Marques Mendes comentou ainda a entrevista do ex-banqueiro Ricardo Salgado à TSF e ao DN. “Para Ricardo Salgado a culpa é da Resolução pela criação dos lesados, é de Passos Coelho, do Banco de Portugal, nunca é dele, acho que lhe ficava bem a humildade de um pedido de desculpas”, disse.

Idoneidade de Tomás Correia, a ASF tem razão

“Há uma semana sublinhei que era grave que ninguém – Governo ou Regulador dos Seguros – decidisse sobre a idoneidade de Tomás Correia para presidir à Associação Mutualista Montepio Geral”, lembrou.

O Governo diz que a competência é do Regulador; o Regulador diz que a lei não lhe dá esse competência.

“Estive a aprofundar o assunto, ouvi os argumentos de ambas as partes, li a lei e cheguei a uma conclusão: o Regulador dos Seguros tem toda a razão. A lei atual não lhe dá o poder de decidir sobre a idoneidade de Tomás Correia”, referiu Marques Mendes.

Tudo porque foi criado um regime transitório para a supervisão, portanto só daqui a 12 anos é que o supervisor dos seguros terá o poder total.  Neste regime transitório foi dado à ASF o poder de “analisar o sistema de governação da Mutualista, a verdade é que é analisar não é decidir”. Se a ASF decidisse alguma coisa nestes termos era facilmente anulada em tribunal, explicou.
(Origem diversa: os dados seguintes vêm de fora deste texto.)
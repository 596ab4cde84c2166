use std::fs;
use std::path::{Path, PathBuf};
use std::process::Command;

use image::{Rgb, RgbImage};
use tempfile::TempDir;

fn pdfqa_binary() -> PathBuf {
    PathBuf::from(env!("CARGO_BIN_EXE_pdfqa"))
}

/// Config pointing at a temp workspace, plus a ready-made extraction bundle.
fn setup_test_env() -> (TempDir, PathBuf) {
    let tmp = TempDir::new().unwrap();
    let root = tmp.path().to_path_buf();

    let bundle = root.join("bundle");
    fs::create_dir_all(bundle.join("images")).unwrap();
    fs::write(
        bundle.join("content.md"),
        "# Graph Networks\n\n## Method\n\nMessage passing over molecular graphs.\n\n\
         ## Results\n\nThe model improves accuracy on the QM9 benchmark.\n",
    )
    .unwrap();
    fs::write(
        bundle.join("img_descriptions.md"),
        "<PAGE_1_IMAGE_1>\nDiagram of the message passing layer.\n</PAGE_1_IMAGE_1>\n",
    )
    .unwrap();
    let mut img = RgbImage::from_pixel(120, 120, Rgb([255, 255, 255]));
    img.put_pixel(60, 60, Rgb([0, 0, 0]));
    img.save(bundle.join("images/page_1_img_1_1.png")).unwrap();

    fs::write(root.join("paper.pdf"), b"%PDF-1.4 placeholder").unwrap();

    let config_content = format!(
        r#"[workspace]
dir = "{}/ws"

[retrieval]
top_k = 3

[server]
bind = "127.0.0.1:7342"
"#,
        root.display()
    );
    let config_path = root.join("pdfqa.toml");
    fs::write(&config_path, config_content).unwrap();

    (tmp, config_path)
}

fn run_pdfqa(config_path: &Path, args: &[&str]) -> (String, String, bool) {
    let binary = pdfqa_binary();
    let output = Command::new(&binary)
        .arg("--config")
        .arg(config_path)
        .args(args)
        .output()
        .unwrap_or_else(|e| panic!("Failed to run pdfqa binary at {:?}: {}", binary, e));

    let stdout = String::from_utf8_lossy(&output.stdout).to_string();
    let stderr = String::from_utf8_lossy(&output.stderr).to_string();
    (stdout, stderr, output.status.success())
}

fn ingest(tmp: &TempDir, config_path: &Path) {
    let pdf = tmp.path().join("paper.pdf");
    let bundle = tmp.path().join("bundle");
    let (stdout, stderr, success) = run_pdfqa(
        config_path,
        &["ingest", pdf.to_str().unwrap(), "--bundle", bundle.to_str().unwrap()],
    );
    assert!(success, "ingest failed: {}", stderr);
    assert!(stdout.contains("Ingested paper.pdf"));
}

#[test]
fn test_help() {
    let output = Command::new(pdfqa_binary()).arg("--help").output().unwrap();
    assert!(output.status.success());
    let stdout = String::from_utf8_lossy(&output.stdout);
    for cmd in ["ingest", "ask", "summary", "chunks", "images", "serve"] {
        assert!(stdout.contains(cmd), "help is missing {}", cmd);
    }
}

#[test]
fn test_ask_without_document_fails() {
    let (_tmp, config_path) = setup_test_env();
    let (_, stderr, success) = run_pdfqa(&config_path, &["ask", "what is this?"]);
    assert!(!success);
    assert!(stderr.contains("no document loaded"));
}

#[test]
fn test_invalid_config_is_rejected() {
    let (tmp, _) = setup_test_env();
    let bad = tmp.path().join("bad.toml");
    fs::write(&bad, "[chunking]\nchunk_size = 0\n").unwrap();
    let (_, stderr, success) = run_pdfqa(&bad, &["images"]);
    assert!(!success);
    assert!(stderr.contains("chunk_size"));
}

#[test]
fn test_ingest_then_list() {
    let (tmp, config_path) = setup_test_env();
    ingest(&tmp, &config_path);

    let (stdout, _, success) = run_pdfqa(&config_path, &["images"]);
    assert!(success);
    assert!(stdout.contains("images/page_1_img_1_1.png"));
    assert!(stdout.contains("yes"));

    let (stdout, _, success) = run_pdfqa(&config_path, &["chunks"]);
    assert!(success);
    assert!(stdout.contains("paper.pdf"));
    assert!(stdout.contains("Graph Networks"));
}

#[test]
fn test_ask_figure_offline_json() {
    let (tmp, config_path) = setup_test_env();
    ingest(&tmp, &config_path);

    let (stdout, stderr, success) =
        run_pdfqa(&config_path, &["ask", "第1页的第1张图是什么？", "--json"]);
    assert!(success, "ask failed: {}", stderr);
    let answer: serde_json::Value = serde_json::from_str(&stdout).unwrap();
    assert_eq!(answer["is_image_answer"], true);
    assert_eq!(answer["answer"], "Diagram of the message passing layer.");
    assert_eq!(answer["evidence"]["kind"], "image");
    assert_eq!(answer["route"]["page"], 1);
}

#[test]
fn test_ask_text_offline_prints_evidence() {
    let (tmp, config_path) = setup_test_env();
    ingest(&tmp, &config_path);

    let (stdout, stderr, success) = run_pdfqa(
        &config_path,
        &["ask", "Which benchmark shows improved accuracy?", "--highlight"],
    );
    assert!(success, "ask failed: {}", stderr);
    assert!(stdout.contains("api调用失败"));
    assert!(stdout.contains("--- Evidence ---"));
    assert!(stdout.contains("QM9"));
}

#[test]
fn test_summary_offline_stub() {
    let (tmp, config_path) = setup_test_env();
    ingest(&tmp, &config_path);

    let (stdout, _, success) = run_pdfqa(&config_path, &["summary"]);
    assert!(success);
    assert!(stdout.contains("离线总结"));
}
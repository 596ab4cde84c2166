//! Error types for the question-answering pipeline.
//!
//! Most failures inside the pipeline are *recovered*, not returned: a dead
//! embedding service degrades to TF-IDF, a malformed routing reply means
//! "not an image question", and a failed LLM call becomes a fallback
//! response. The variants for those cases still exist so the recovery sites
//! can log a typed reason.
//!
//! Only [`QaError::ExtractionUnavailable`] and [`QaError::NoDocument`] are
//! surfaced to callers of the session API.

use std::path::PathBuf;
use thiserror::Error;

#[derive(Debug, Error)]
pub enum QaError {
    /// The extraction collaborator failed or produced no text.
    #[error("no content could be extracted from '{path}': {reason}")]
    ExtractionUnavailable { path: PathBuf, reason: String },

    /// The dense embedding backend could not be created or reached.
    #[error("embedding backend unavailable: {0}")]
    EmbeddingBackendUnavailable(String),

    /// The image-routing classification reply did not match the schema.
    #[error("routing reply does not match schema: {reply:?}")]
    RoutingParse { reply: String },

    /// No stored image matches the requested ordinal or (page, index).
    #[error("image not found (page {page}, image {ordinal})")]
    ImageNotFound { page: u32, ordinal: u32 },

    /// The LLM provider returned an error or could not be reached.
    #[error("LLM provider '{provider}' call failed: {message}")]
    GatewayCall { provider: String, message: String },

    /// A question was asked before any document was ingested.
    #[error("no document loaded; run `pdfqa ingest <file.pdf>` first")]
    NoDocument,
}

pub type QaResult<T> = std::result::Result<T, QaError>;
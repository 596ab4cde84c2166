//! TOML configuration.
//!
//! Every tunable of the pipeline lives here and is passed explicitly to the
//! components that need it; nothing reads environment variables behind the
//! caller's back. All sections are optional: [`Config::default`] is a
//! working offline configuration (TF-IDF retrieval, fallback LLM responses).

use anyhow::{bail, Context, Result};
use serde::Deserialize;
use std::path::{Path, PathBuf};

#[derive(Debug, Deserialize, Clone, Default)]
pub struct Config {
    #[serde(default)]
    pub workspace: WorkspaceConfig,
    #[serde(default)]
    pub llm: LlmConfig,
    #[serde(default)]
    pub embedding: EmbeddingConfig,
    #[serde(default)]
    pub chunking: ChunkingConfig,
    #[serde(default)]
    pub retrieval: RetrievalConfig,
    #[serde(default)]
    pub extraction: ExtractionConfig,
    #[serde(default)]
    pub answer: AnswerConfig,
    #[serde(default)]
    pub server: ServerConfig,
}

#[derive(Debug, Deserialize, Clone)]
pub struct WorkspaceConfig {
    /// Directory holding the extracted bundle and index snapshot.
    #[serde(default = "default_workspace_dir")]
    pub dir: PathBuf,
}

impl Default for WorkspaceConfig {
    fn default() -> Self {
        Self {
            dir: default_workspace_dir(),
        }
    }
}

fn default_workspace_dir() -> PathBuf {
    PathBuf::from("./pdfqa-workspace")
}

#[derive(Debug, Deserialize, Clone)]
pub struct LlmConfig {
    /// `qwen`, `deepseek`, `doubao` or `openai`.
    #[serde(default = "default_llm_provider")]
    pub provider: String,
    /// Bearer token. Without it every completion is a fallback response.
    #[serde(default)]
    pub api_key: Option<String>,
    #[serde(default)]
    pub model: Option<String>,
    #[serde(default)]
    pub base_url: Option<String>,
    #[serde(default = "default_max_tokens")]
    pub max_tokens: u32,
    #[serde(default = "default_temperature")]
    pub temperature: f32,
    #[serde(default = "default_llm_timeout_secs")]
    pub timeout_secs: u64,
    #[serde(default = "default_llm_max_retries")]
    pub max_retries: u32,
}

impl Default for LlmConfig {
    fn default() -> Self {
        Self {
            provider: default_llm_provider(),
            api_key: None,
            model: None,
            base_url: None,
            max_tokens: default_max_tokens(),
            temperature: default_temperature(),
            timeout_secs: default_llm_timeout_secs(),
            max_retries: default_llm_max_retries(),
        }
    }
}

fn default_llm_provider() -> String {
    "deepseek".to_string()
}
fn default_max_tokens() -> u32 {
    2000
}
fn default_temperature() -> f32 {
    0.7
}
fn default_llm_timeout_secs() -> u64 {
    120
}
fn default_llm_max_retries() -> u32 {
    2
}

impl LlmConfig {
    pub fn has_key(&self) -> bool {
        self.api_key.as_deref().is_some_and(|k| !k.trim().is_empty())
    }
}

#[derive(Debug, Deserialize, Clone)]
pub struct EmbeddingConfig {
    /// `disabled`, `openai`, `ollama` or `local`.
    #[serde(default = "default_embedding_provider")]
    pub provider: String,
    #[serde(default)]
    pub model: Option<String>,
    #[serde(default)]
    pub dims: Option<usize>,
    /// Base URL for Ollama or an OpenAI-compatible embeddings endpoint.
    #[serde(default)]
    pub url: Option<String>,
    #[serde(default)]
    pub api_key: Option<String>,
    #[serde(default = "default_batch_size")]
    pub batch_size: usize,
    #[serde(default = "default_embedding_max_retries")]
    pub max_retries: u32,
    #[serde(default = "default_embedding_timeout_secs")]
    pub timeout_secs: u64,
}

impl Default for EmbeddingConfig {
    fn default() -> Self {
        Self {
            provider: default_embedding_provider(),
            model: None,
            dims: None,
            url: None,
            api_key: None,
            batch_size: default_batch_size(),
            max_retries: default_embedding_max_retries(),
            timeout_secs: default_embedding_timeout_secs(),
        }
    }
}

fn default_embedding_provider() -> String {
    "disabled".to_string()
}
fn default_batch_size() -> usize {
    64
}
fn default_embedding_max_retries() -> u32 {
    3
}
fn default_embedding_timeout_secs() -> u64 {
    30
}

impl EmbeddingConfig {
    pub fn is_enabled(&self) -> bool {
        self.provider != "disabled"
    }
}

#[derive(Debug, Deserialize, Clone)]
pub struct ChunkingConfig {
    /// Maximum characters per chunk.
    #[serde(default = "default_chunk_size")]
    pub chunk_size: usize,
    /// Characters shared between consecutive windows of one section.
    #[serde(default = "default_chunk_overlap")]
    pub chunk_overlap: usize,
    /// Deepest `#` level that starts a new section.
    #[serde(default = "default_max_header_level")]
    pub max_header_level: u8,
    /// Drop the header line itself from the section body.
    #[serde(default)]
    pub strip_headers: bool,
}

impl Default for ChunkingConfig {
    fn default() -> Self {
        Self {
            chunk_size: default_chunk_size(),
            chunk_overlap: default_chunk_overlap(),
            max_header_level: default_max_header_level(),
            strip_headers: false,
        }
    }
}

fn default_chunk_size() -> usize {
    200
}
fn default_chunk_overlap() -> usize {
    10
}
fn default_max_header_level() -> u8 {
    4
}

#[derive(Debug, Deserialize, Clone)]
pub struct RetrievalConfig {
    #[serde(default = "default_top_k")]
    pub top_k: usize,
    /// Sparse results at or below this cosine score are discarded.
    #[serde(default = "default_min_score")]
    pub min_score: f64,
    #[serde(default = "default_max_features")]
    pub max_features: usize,
    #[serde(default = "default_ngram_min")]
    pub ngram_min: usize,
    #[serde(default = "default_ngram_max")]
    pub ngram_max: usize,
    /// Sentences kept by the keyword-scan fallback.
    #[serde(default = "default_keyword_sentences")]
    pub keyword_sentences: usize,
    /// Leading characters returned when nothing else matches.
    #[serde(default = "default_fallback_chars")]
    pub fallback_chars: usize,
}

impl Default for RetrievalConfig {
    fn default() -> Self {
        Self {
            top_k: default_top_k(),
            min_score: default_min_score(),
            max_features: default_max_features(),
            ngram_min: default_ngram_min(),
            ngram_max: default_ngram_max(),
            keyword_sentences: default_keyword_sentences(),
            fallback_chars: default_fallback_chars(),
        }
    }
}

fn default_top_k() -> usize {
    5
}
fn default_min_score() -> f64 {
    0.1
}
fn default_max_features() -> usize {
    1000
}
fn default_ngram_min() -> usize {
    1
}
fn default_ngram_max() -> usize {
    2
}
fn default_keyword_sentences() -> usize {
    5
}
fn default_fallback_chars() -> usize {
    1000
}

#[derive(Debug, Deserialize, Clone)]
pub struct ExtractionConfig {
    /// `text` (pdf-extract), `command` (external OCR program) or `bundle`.
    #[serde(default = "default_extraction_mode")]
    pub mode: String,
    /// External program argv; `{pdf}` and `{out}` are substituted.
    #[serde(default)]
    pub command: Vec<String>,
    #[serde(default = "default_min_image_side")]
    pub min_image_width: u32,
    #[serde(default = "default_min_image_side")]
    pub min_image_height: u32,
    #[serde(default)]
    pub describe_images: bool,
    #[serde(default = "default_describe_workers")]
    pub describe_workers: usize,
    #[serde(default = "default_vision_model")]
    pub vision_model: String,
    #[serde(default = "default_vision_base_url")]
    pub vision_base_url: String,
    #[serde(default)]
    pub vision_api_key: Option<String>,
}

impl Default for ExtractionConfig {
    fn default() -> Self {
        Self {
            mode: default_extraction_mode(),
            command: Vec::new(),
            min_image_width: default_min_image_side(),
            min_image_height: default_min_image_side(),
            describe_images: false,
            describe_workers: default_describe_workers(),
            vision_model: default_vision_model(),
            vision_base_url: default_vision_base_url(),
            vision_api_key: None,
        }
    }
}

fn default_extraction_mode() -> String {
    "text".to_string()
}
fn default_min_image_side() -> u32 {
    100
}
fn default_describe_workers() -> usize {
    4
}
fn default_vision_model() -> String {
    "qwen-vl-plus".to_string()
}
fn default_vision_base_url() -> String {
    "https://dashscope.aliyuncs.com/compatible-mode/v1".to_string()
}

#[derive(Debug, Deserialize, Clone)]
pub struct AnswerConfig {
    /// Send the image description and question to the LLM for a direct answer.
    #[serde(default)]
    pub image_follow_up: bool,
    #[serde(default = "default_summary_max_chars")]
    pub summary_max_chars: usize,
}

impl Default for AnswerConfig {
    fn default() -> Self {
        Self {
            image_follow_up: false,
            summary_max_chars: default_summary_max_chars(),
        }
    }
}

fn default_summary_max_chars() -> usize {
    12_000
}

#[derive(Debug, Deserialize, Clone)]
pub struct ServerConfig {
    #[serde(default = "default_bind")]
    pub bind: String,
}

impl Default for ServerConfig {
    fn default() -> Self {
        Self {
            bind: default_bind(),
        }
    }
}

fn default_bind() -> String {
    "127.0.0.1:7341".to_string()
}

/// Load the config file, or the defaults when it does not exist.
pub fn load_config_or_default(path: &Path) -> Result<Config> {
    if path.exists() {
        load_config(path)
    } else {
        Ok(Config::default())
    }
}

pub fn load_config(path: &Path) -> Result<Config> {
    let content = std::fs::read_to_string(path)
        .with_context(|| format!("Failed to read config file: {}", path.display()))?;
    let config = parse_config(&content)?;
    validate(&config)?;
    Ok(config)
}

pub fn parse_config(content: &str) -> Result<Config> {
    toml::from_str(content).with_context(|| "Failed to parse config file")
}

pub fn validate(config: &Config) -> Result<()> {
    let chunking = &config.chunking;
    if chunking.chunk_size == 0 {
        bail!("chunking.chunk_size must be > 0");
    }
    if chunking.chunk_overlap >= chunking.chunk_size {
        bail!(
            "chunking.chunk_overlap ({}) must be smaller than chunking.chunk_size ({})",
            chunking.chunk_overlap,
            chunking.chunk_size
        );
    }
    if !(1..=6).contains(&chunking.max_header_level) {
        bail!("chunking.max_header_level must be in [1, 6]");
    }

    let retrieval = &config.retrieval;
    if retrieval.top_k == 0 {
        bail!("retrieval.top_k must be >= 1");
    }
    if retrieval.ngram_min == 0 || retrieval.ngram_min > retrieval.ngram_max {
        bail!("retrieval ngram range must satisfy 1 <= ngram_min <= ngram_max");
    }
    if retrieval.max_features == 0 {
        bail!("retrieval.max_features must be > 0");
    }

    match config.llm.provider.as_str() {
        "qwen" | "deepseek" | "doubao" | "openai" => {}
        other => bail!(
            "Unknown llm provider: '{}'. Must be qwen, deepseek, doubao, or openai.",
            other
        ),
    }

    match config.embedding.provider.as_str() {
        "disabled" | "openai" | "ollama" | "local" => {}
        other => bail!(
            "Unknown embedding provider: '{}'. Must be disabled, openai, ollama, or local.",
            other
        ),
    }
    if matches!(config.embedding.provider.as_str(), "openai" | "ollama")
        && config.embedding.model.is_none()
    {
        bail!(
            "embedding.model must be specified when provider is '{}'",
            config.embedding.provider
        );
    }

    match config.extraction.mode.as_str() {
        "text" | "bundle" => {}
        "command" => {
            if config.extraction.command.is_empty() {
                bail!("extraction.command must be set when extraction.mode = \"command\"");
            }
        }
        other => bail!(
            "Unknown extraction mode: '{}'. Must be text, command, or bundle.",
            other
        ),
    }
    if config.extraction.describe_workers == 0 {
        bail!("extraction.describe_workers must be >= 1");
    }

    Ok(())
}
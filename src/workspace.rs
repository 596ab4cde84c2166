//! On-disk state of the loaded document.
//!
//! ```text
//! <dir>/content.md           extracted markdown
//! <dir>/images/              catalog images
//! <dir>/img_descriptions.md  tagged image descriptions
//! <dir>/manifest.json        document metadata and image records
//! <dir>/index.json           chunks and, for dense indexes, their vectors
//! ```
//!
//! The directory is wiped at the start of every ingestion. To avoid wiping
//! an unrelated directory by accident, [`Workspace::clear`] refuses to
//! touch a non-empty directory that has no `manifest.json`.

use std::path::{Component, Path, PathBuf};

use anyhow::{bail, Context, Result};
use chrono::{DateTime, Utc};
use serde::{Deserialize, Serialize};

use crate::extract::{CONTENT_FILE, DESCRIPTIONS_FILE, IMAGES_DIR};
use crate::index::IndexSnapshot;
use crate::models::ImageRecord;

pub const MANIFEST_FILE: &str = "manifest.json";
pub const INDEX_FILE: &str = "index.json";

#[derive(Debug, Clone, Serialize, Deserialize)]
pub struct Manifest {
    pub source: String,
    pub fingerprint: String,
    pub ingested_at: DateTime<Utc>,
    /// Extraction backend (`text`, `command` or `bundle`).
    pub extractor: String,
    /// `dense` or `sparse`.
    pub index_backend: String,
    pub chunk_count: usize,
    pub images: Vec<ImageRecord>,
}

#[derive(Debug, Clone)]
pub struct Workspace {
    root: PathBuf,
}

impl Workspace {
    pub fn new(root: impl Into<PathBuf>) -> Self {
        Self { root: root.into() }
    }

    pub fn root(&self) -> &Path {
        &self.root
    }

    pub fn has_document(&self) -> bool {
        self.root.join(MANIFEST_FILE).is_file()
    }

    /// Remove everything from a previous ingestion and recreate the directory.
    pub fn clear(&self) -> Result<()> {
        if self.root.is_dir() {
            let non_empty = std::fs::read_dir(&self.root)?.next().is_some();
            if non_empty && !self.has_document() {
                bail!(
                    "Refusing to clear {}: not empty and not a pdf-qa workspace",
                    self.root.display()
                );
            }
            std::fs::remove_dir_all(&self.root)
                .with_context(|| format!("Failed to clear workspace {}", self.root.display()))?;
        }
        std::fs::create_dir_all(self.root.join(IMAGES_DIR))
            .with_context(|| format!("Failed to create workspace {}", self.root.display()))?;
        Ok(())
    }

    pub fn read_content(&self) -> Result<String> {
        let path = self.root.join(CONTENT_FILE);
        std::fs::read_to_string(&path).with_context(|| format!("Failed to read {}", path.display()))
    }

    pub fn write_content(&self, markdown: &str) -> Result<()> {
        std::fs::write(self.root.join(CONTENT_FILE), markdown)?;
        Ok(())
    }

    pub fn read_descriptions(&self) -> String {
        std::fs::read_to_string(self.root.join(DESCRIPTIONS_FILE)).unwrap_or_default()
    }

    pub fn write_descriptions(&self, text: &str) -> Result<()> {
        std::fs::write(self.root.join(DESCRIPTIONS_FILE), text)?;
        Ok(())
    }

    pub fn save_manifest(&self, manifest: &Manifest) -> Result<()> {
        write_json(&self.root.join(MANIFEST_FILE), manifest)
    }

    pub fn load_manifest(&self) -> Result<Manifest> {
        read_json(&self.root.join(MANIFEST_FILE))
    }

    pub fn save_index(&self, snapshot: &IndexSnapshot) -> Result<()> {
        write_json(&self.root.join(INDEX_FILE), snapshot)
    }

    pub fn load_index(&self) -> Result<Option<IndexSnapshot>> {
        let path = self.root.join(INDEX_FILE);
        if !path.is_file() {
            return Ok(None);
        }
        read_json(&path).map(Some)
    }

    /// Absolute path of a record's relative image path, rejecting paths that
    /// would leave the workspace.
    pub fn image_path(&self, relative: &str) -> Result<PathBuf> {
        let rel = Path::new(relative);
        if rel
            .components()
            .any(|c| !matches!(c, Component::Normal(_)))
        {
            bail!("Invalid image path: {}", relative);
        }
        Ok(self.root.join(rel))
    }
}

fn write_json<T: Serialize>(path: &Path, value: &T) -> Result<()> {
    let json = serde_json::to_string_pretty(value)?;
    std::fs::write(path, json).with_context(|| format!("Failed to write {}", path.display()))
}

fn read_json<T: for<'de> Deserialize<'de>>(path: &Path) -> Result<T> {
    let content =
        std::fs::read_to_string(path).with_context(|| format!("Failed to read {}", path.display()))?;
    serde_json::from_str(&content).with_context(|| format!("Failed to parse {}", path.display()))
}

#[cfg(test)]
mod tests {
    use super::*;

    fn manifest() -> Manifest {
        Manifest {
            source: "paper.pdf".into(),
            fingerprint: "abc".into(),
            ingested_at: Utc::now(),
            extractor: "text".into(),
            index_backend: "sparse".into(),
            chunk_count: 3,
            images: vec![],
        }
    }

    #[test]
    fn test_clear_creates_layout() {
        let tmp = tempfile::tempdir().unwrap();
        let ws = Workspace::new(tmp.path().join("ws"));
        ws.clear().unwrap();
        assert!(ws.root().join("images").is_dir());
        assert!(!ws.has_document());
    }

    #[test]
    fn test_clear_wipes_previous_document() {
        let tmp = tempfile::tempdir().unwrap();
        let ws = Workspace::new(tmp.path().join("ws"));
        ws.clear().unwrap();
        ws.write_content("old").unwrap();
        ws.save_manifest(&manifest()).unwrap();

        ws.clear().unwrap();
        assert!(ws.read_content().is_err());
        assert!(!ws.has_document());
    }

    #[test]
    fn test_clear_refuses_foreign_directory() {
        let tmp = tempfile::tempdir().unwrap();
        std::fs::write(tmp.path().join("thesis.tex"), "precious").unwrap();
        let ws = Workspace::new(tmp.path());
        assert!(ws.clear().is_err());
        assert!(tmp.path().join("thesis.tex").exists());
    }

    #[test]
    fn test_manifest_roundtrip_and_missing_index() {
        let tmp = tempfile::tempdir().unwrap();
        let ws = Workspace::new(tmp.path().join("ws"));
        ws.clear().unwrap();
        ws.save_manifest(&manifest()).unwrap();
        assert_eq!(ws.load_manifest().unwrap().chunk_count, 3);
        assert!(ws.load_index().unwrap().is_none());
        assert_eq!(ws.read_descriptions(), "");
    }

    #[test]
    fn test_image_path_rejects_traversal() {
        let ws = Workspace::new("/ws");
        assert_eq!(
            ws.image_path("images/page_1_img_1_1.png").unwrap(),
            PathBuf::from("/ws/images/page_1_img_1_1.png")
        );
        assert!(ws.image_path("../etc/passwd").is_err());
        assert!(ws.image_path("/etc/passwd").is_err());
    }
}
Nos poderes que tem a ASF, neste período transitório, não está o poder de decidir sobre a idoneidade de administradores. “Até admito que o Governo tenha tido a intenção, mas o que está escrito não corresponde ao espírito do Governo”, disse.

“O que pode ser feito é facílimo”, disse o comentador que é advogado de profissão.

“Tenho o Ministro na conta de uma pessoa séria, bem intencionada e de boa-fé”, disse o comentador que deixou a seguir uma sugestão ao Ministro Vieira da Silva: “fazer uma pequeníssima alteração ao Código das Associação Mutualistas conferindo expressamente o poder de avaliar a idoneidade dos gestores ao Regulador dos Seguros. É uma pequena alteração ao decreto lei do Governo. São, na prática, duas linhas de texto”, disse adiantando que “se não se fizer, então há gato escondido com o rabo de fora”.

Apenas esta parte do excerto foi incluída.